Category: CERT C++ Secure Coding Section 49 - Miscellaneous (MSC)
Incomplete
Summary
Weaknesses in this category are related to rules in the Miscellaneous (MSC) section of the CERT C++ Secure Coding Standard. Since not all rules map to specific weaknesses, this category may be incomplete.
Membership
| ID | Name | Description |
|---|---|---|
| CWE-116 | Improper Encoding or Escaping of Output | The product prepares a structured message for communication with another component, but encoding or escaping of the data is either missing or done incorrectly.
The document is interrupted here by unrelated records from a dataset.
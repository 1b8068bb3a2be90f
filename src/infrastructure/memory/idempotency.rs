//! In-memory idempotency store.
//!
//! A single mutex over the record map makes check-and-set trivially
//! linearizable within one process. Nothing survives a restart.

use std::collections::HashMap;

use async_trait::async_trait;
use chrono::{Duration, Utc};
use tokio::sync::Mutex;

use crate::domain::error::StoreError;
use crate::domain::models::idempotency::{
    CachedResponse, CheckOutcome, IdempotencyRecord, IdempotencyStatus,
};
use crate::domain::ports::idempotency_store::{CheckAndSetParams, IdempotencyStore};

#[derive(Default)]
pub struct MemoryIdempotencyStore {
    records: Mutex<HashMap<(String, String), IdempotencyRecord>>,
}

impl MemoryIdempotencyStore {
    pub fn new() -> Self {
        Self::default()
    }
}

#[async_trait]
impl IdempotencyStore for MemoryIdempotencyStore {
    async fn check_and_set(&self, params: &CheckAndSetParams) -> Result<CheckOutcome, StoreError> {
        let mut records = self.records.lock().await;
        let now = Utc::now();
        let map_key = (params.tenant_id.clone(), params.key.clone());

        if let Some(record) = records.get_mut(&map_key) {
            if record.status == IdempotencyStatus::Processing {
                if record.is_in_flight(now) {
                    return Ok(CheckOutcome::Processing(record.clone()));
                }
                if record.attempts >= params.max_attempts {
                    record.status = IdempotencyStatus::Failed;
                    record.error = Some("Max processing attempts exceeded".to_string());
                    record.lock_expires_at = None;
                    record.expires_at = Some(now + params.failed_ttl);
                    record.updated_at = now;
                    return Ok(CheckOutcome::Duplicate(record.clone()));
                }
                record.lock_expires_at = Some(now + params.lock_timeout);
                record.attempts += 1;
                record.updated_at = now;
                return Ok(CheckOutcome::New {
                    lock_recovered: true,
                });
            }

            if !record.is_expired(now) {
                return Ok(CheckOutcome::Duplicate(record.clone()));
            }
            // Expired settle: fall through and recreate.
        }

        records.insert(
            map_key,
            IdempotencyRecord {
                key: params.key.clone(),
                source: params.source,
                tenant_id: params.tenant_id.clone(),
                status: IdempotencyStatus::Processing,
                request_hash: params.request_hash.clone(),
                run_id: None,
                response: None,
                error: None,
                attempts: 1,
                created_at: now,
                updated_at: now,
                expires_at: None,
                lock_expires_at: Some(now + params.lock_timeout),
            },
        );
        Ok(CheckOutcome::New {
            lock_recovered: false,
        })
    }

    async fn settle_completed(
        &self,
        tenant_id: &str,
        key: &str,
        response: &CachedResponse,
        completed_ttl: Duration,
    ) -> Result<(), StoreError> {
        let mut records = self.records.lock().await;
        let record = records
            .get_mut(&(tenant_id.to_string(), key.to_string()))
            .ok_or_else(|| StoreError::NotFound(format!("idempotency record {key}")))?;

        let now = Utc::now();
        record.status = IdempotencyStatus::Completed;
        record.response = Some(response.clone());
        record.run_id = response.run_id();
        record.error = None;
        record.lock_expires_at = None;
        record.expires_at = Some(now + completed_ttl);
        record.updated_at = now;
        Ok(())
    }

    async fn settle_failed(
        &self,
        tenant_id: &str,
        key: &str,
        error: &str,
        failed_ttl: Duration,
    ) -> Result<(), StoreError> {
        let mut records = self.records.lock().await;
        let record = records
            .get_mut(&(tenant_id.to_string(), key.to_string()))
            .ok_or_else(|| StoreError::NotFound(format!("idempotency record {key}")))?;

        let now = Utc::now();
        record.status = IdempotencyStatus::Failed;
        record.error = Some(error.to_string());
        record.lock_expires_at = None;
        record.expires_at = Some(now + failed_ttl);
        record.updated_at = now;
        Ok(())
    }

    async fn get(
        &self,
        tenant_id: &str,
        key: &str,
    ) -> Result<Option<IdempotencyRecord>, StoreError> {
        let records = self.records.lock().await;
        Ok(records
            .get(&(tenant_id.to_string(), key.to_string()))
            .cloned())
    }

    async fn cleanup_expired(&self) -> Result<u64, StoreError> {
        let mut records = self.records.lock().await;
        let now = Utc::now();
        let before = records.len();
        records.retain(|_, r| !r.expires_at.is_some_and(|exp| exp < now));
        Ok((before - records.len()) as u64)
    }
}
As a result, the intended structure of the message is not preserved. |
| CWE-14 | Compiler Removal of Code to Clear Buffers | Sensitive memory is cleared according to the source code, but compiler optimizations leave the memory untouched when it is not read from again, aka "dead store removal." |
| CWE-176 | Improper Handling of Unicode Encoding | The product does not properly handle when an input contains Unicode encoding. |
| CWE-20 | Improper Input Validation | The product receives input or data, but it does not validate or incorrectly validates that the input has the properties that are required to process the data safely and correctly. |
| CWE-327 | Use of a Broken or Risky Cryptographic Algorithm | The product uses a broken or risky cryptographic algorithm or protocol. |
| CWE-330 | Use of Insufficiently Random Values | The product uses insufficiently random numbers or values in a security context that depends on unpredictable numbers. |
| CWE-480 | Use of Incorrect Operator | The product accidentally uses the wrong operator, which changes the logic in security-relevant ways. |
| CWE-482 | Comparing instead of Assigning | The code uses an operator for comparison when the intention was to perform an assignment. |
| CWE-561 | Dead Code | The product contains dead code, which can never be executed. |
| CWE-563 | Assignment to Variable without Use | The variable's value is assigned but never used, making it a dead store. |
| CWE-570 | Expression is Always False | The product contains an expression that will always evaluate to false. |
| CWE-571 | Expression is Always True | The product contains an expression that will always evaluate to true. |
| CWE-697 | Incorrect Comparison | The product compares two entities in a security-relevant context, but the comparison is incorrect, which may lead to resultant weaknesses. |
| CWE-704 | Incorrect Type Conversion or Cast | The product does not correctly convert an object, resource, or structure from one type to a different type. |
| CWE-868 | Weaknesses Addressed by the SEI CERT C++ Coding Standard (2016 Version) | CWE entries in this view (graph) are fully or partially eliminated by following the SEI CERT C++ Coding Standard, as published in 2016. This view is no longer being actively maintained, since it statically represents the coding rules as they were in 2016. |
Vulnerability Mapping Notes
Usage: Prohibited
Reasons: Category
Rationale:
This entry is a Category. Using categories for mapping has been discouraged since 2019. Categories are informal organizational groupings of weaknesses that can help CWE users with data aggregation, navigation, and browsing. However, they are not weaknesses in themselves.
Comment:
See member weaknesses of this category.